* [Source information]
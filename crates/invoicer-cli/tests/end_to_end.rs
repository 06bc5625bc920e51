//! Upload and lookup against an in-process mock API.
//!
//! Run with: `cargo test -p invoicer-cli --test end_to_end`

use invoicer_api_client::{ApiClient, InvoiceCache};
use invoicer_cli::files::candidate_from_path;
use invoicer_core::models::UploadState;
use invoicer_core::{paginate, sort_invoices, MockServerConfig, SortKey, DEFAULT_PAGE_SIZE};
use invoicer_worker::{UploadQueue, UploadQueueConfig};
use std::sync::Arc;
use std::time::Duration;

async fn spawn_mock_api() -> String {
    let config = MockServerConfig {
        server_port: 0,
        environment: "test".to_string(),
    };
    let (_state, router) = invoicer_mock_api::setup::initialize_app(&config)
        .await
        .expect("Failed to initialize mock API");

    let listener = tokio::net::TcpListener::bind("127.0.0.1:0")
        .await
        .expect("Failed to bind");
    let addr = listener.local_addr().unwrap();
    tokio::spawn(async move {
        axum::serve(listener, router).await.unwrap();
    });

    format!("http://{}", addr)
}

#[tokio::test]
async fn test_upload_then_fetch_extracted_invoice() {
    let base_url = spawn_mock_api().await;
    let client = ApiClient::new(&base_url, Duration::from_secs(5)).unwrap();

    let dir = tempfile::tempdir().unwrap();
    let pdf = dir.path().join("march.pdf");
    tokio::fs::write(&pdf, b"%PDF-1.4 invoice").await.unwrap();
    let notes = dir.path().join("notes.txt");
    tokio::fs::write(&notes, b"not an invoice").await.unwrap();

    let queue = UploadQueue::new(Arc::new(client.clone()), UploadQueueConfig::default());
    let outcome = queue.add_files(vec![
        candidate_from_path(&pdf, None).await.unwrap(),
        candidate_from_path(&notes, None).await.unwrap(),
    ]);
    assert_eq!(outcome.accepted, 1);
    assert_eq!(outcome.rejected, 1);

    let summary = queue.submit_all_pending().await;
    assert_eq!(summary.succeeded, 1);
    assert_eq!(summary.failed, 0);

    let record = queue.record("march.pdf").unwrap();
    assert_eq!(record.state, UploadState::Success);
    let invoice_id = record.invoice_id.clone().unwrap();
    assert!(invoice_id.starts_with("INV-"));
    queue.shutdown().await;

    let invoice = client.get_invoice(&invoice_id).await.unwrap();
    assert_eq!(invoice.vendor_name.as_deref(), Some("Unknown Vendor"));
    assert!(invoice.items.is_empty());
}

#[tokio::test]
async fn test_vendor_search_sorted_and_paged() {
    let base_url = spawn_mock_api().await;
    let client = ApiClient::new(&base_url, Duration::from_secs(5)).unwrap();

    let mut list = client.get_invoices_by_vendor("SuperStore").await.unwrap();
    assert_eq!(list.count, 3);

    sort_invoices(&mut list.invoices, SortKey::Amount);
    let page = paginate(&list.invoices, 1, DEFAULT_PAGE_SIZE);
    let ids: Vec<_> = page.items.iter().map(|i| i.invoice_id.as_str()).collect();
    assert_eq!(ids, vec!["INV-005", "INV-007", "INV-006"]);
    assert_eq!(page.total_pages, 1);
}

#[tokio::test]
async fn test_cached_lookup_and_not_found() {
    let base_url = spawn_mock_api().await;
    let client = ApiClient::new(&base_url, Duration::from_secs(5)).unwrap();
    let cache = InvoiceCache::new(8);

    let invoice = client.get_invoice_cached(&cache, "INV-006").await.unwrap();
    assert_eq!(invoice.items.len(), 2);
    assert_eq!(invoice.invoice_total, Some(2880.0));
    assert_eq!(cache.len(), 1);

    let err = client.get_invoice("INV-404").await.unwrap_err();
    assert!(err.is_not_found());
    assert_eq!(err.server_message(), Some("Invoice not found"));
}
* * *
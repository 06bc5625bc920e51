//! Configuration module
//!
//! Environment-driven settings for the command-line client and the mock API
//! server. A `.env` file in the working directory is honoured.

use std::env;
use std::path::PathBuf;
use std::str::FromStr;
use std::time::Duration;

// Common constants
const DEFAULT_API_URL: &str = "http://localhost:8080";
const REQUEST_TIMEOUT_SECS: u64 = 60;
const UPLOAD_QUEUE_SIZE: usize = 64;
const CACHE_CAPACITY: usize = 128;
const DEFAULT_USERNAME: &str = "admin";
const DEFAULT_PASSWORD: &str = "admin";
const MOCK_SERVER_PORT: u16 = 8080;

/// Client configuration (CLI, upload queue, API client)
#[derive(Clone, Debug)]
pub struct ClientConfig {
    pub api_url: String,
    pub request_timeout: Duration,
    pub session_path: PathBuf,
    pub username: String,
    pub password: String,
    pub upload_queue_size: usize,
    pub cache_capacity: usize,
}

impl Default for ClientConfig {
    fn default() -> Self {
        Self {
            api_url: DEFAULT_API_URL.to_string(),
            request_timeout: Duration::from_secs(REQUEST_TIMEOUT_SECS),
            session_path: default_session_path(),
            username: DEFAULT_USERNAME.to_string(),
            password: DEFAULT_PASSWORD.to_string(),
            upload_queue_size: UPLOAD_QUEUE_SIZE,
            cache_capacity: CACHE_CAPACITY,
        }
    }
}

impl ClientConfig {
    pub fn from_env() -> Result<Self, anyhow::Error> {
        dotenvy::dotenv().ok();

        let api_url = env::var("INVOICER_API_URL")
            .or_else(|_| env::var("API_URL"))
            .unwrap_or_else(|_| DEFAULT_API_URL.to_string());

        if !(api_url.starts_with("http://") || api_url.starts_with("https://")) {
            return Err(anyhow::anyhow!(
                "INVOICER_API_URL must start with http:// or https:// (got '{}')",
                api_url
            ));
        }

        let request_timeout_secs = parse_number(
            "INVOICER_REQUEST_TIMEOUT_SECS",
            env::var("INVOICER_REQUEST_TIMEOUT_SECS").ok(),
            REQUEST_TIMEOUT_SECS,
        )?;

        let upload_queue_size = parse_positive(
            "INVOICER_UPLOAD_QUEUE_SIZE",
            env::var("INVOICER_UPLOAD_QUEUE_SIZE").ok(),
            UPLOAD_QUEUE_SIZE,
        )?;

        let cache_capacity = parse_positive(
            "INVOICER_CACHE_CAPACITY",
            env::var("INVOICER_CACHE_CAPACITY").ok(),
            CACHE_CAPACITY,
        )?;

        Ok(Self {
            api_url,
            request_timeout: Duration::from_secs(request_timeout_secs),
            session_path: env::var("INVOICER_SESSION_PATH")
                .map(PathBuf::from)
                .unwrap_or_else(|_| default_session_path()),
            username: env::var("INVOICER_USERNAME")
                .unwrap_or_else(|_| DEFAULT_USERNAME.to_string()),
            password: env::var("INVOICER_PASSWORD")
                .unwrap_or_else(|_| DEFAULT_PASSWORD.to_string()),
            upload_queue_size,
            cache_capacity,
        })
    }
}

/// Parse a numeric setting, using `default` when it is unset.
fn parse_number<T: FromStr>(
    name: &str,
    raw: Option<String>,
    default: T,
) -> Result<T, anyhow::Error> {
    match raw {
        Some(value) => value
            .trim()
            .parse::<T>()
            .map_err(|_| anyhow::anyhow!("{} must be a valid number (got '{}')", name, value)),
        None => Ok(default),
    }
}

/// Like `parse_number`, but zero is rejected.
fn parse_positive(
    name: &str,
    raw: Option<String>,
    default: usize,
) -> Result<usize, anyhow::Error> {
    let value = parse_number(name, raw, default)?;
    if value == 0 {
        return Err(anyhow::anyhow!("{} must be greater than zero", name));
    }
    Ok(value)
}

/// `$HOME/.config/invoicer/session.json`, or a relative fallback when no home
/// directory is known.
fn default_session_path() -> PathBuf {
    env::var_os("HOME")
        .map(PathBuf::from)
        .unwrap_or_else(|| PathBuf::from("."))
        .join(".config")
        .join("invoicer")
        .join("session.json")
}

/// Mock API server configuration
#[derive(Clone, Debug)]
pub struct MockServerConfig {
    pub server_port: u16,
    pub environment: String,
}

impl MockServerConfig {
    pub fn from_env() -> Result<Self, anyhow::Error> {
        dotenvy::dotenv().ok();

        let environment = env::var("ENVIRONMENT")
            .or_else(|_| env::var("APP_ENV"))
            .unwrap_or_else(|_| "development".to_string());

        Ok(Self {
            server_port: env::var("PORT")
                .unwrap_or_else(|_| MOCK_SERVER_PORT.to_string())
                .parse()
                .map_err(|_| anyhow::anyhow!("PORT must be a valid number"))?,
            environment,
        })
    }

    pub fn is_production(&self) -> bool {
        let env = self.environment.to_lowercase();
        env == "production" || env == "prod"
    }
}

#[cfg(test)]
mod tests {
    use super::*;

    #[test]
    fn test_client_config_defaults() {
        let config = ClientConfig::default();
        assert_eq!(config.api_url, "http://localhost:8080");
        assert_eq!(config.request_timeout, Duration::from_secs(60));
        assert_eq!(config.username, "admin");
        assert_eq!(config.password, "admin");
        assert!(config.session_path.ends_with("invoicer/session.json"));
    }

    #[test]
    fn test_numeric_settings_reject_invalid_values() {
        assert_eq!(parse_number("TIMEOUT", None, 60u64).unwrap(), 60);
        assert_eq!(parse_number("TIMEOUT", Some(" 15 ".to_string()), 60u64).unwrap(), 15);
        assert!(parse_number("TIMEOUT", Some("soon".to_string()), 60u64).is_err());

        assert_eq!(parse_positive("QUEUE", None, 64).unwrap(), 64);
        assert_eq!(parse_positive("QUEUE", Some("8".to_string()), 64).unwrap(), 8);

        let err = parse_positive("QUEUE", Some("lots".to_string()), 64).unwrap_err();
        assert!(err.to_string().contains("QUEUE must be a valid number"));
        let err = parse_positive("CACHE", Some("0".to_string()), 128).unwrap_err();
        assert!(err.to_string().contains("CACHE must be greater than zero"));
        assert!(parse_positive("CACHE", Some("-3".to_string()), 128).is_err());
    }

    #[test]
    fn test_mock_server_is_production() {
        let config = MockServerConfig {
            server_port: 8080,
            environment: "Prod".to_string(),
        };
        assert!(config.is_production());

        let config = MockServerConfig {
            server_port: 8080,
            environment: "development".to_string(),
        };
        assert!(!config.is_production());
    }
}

* [Exercise details]
Where a line of the records includes "InvoiceCache", copy it.

* [Completed exercise]
use invoicer_api_client::{ApiClient, InvoiceCache};
    let cache = InvoiceCache::new(8);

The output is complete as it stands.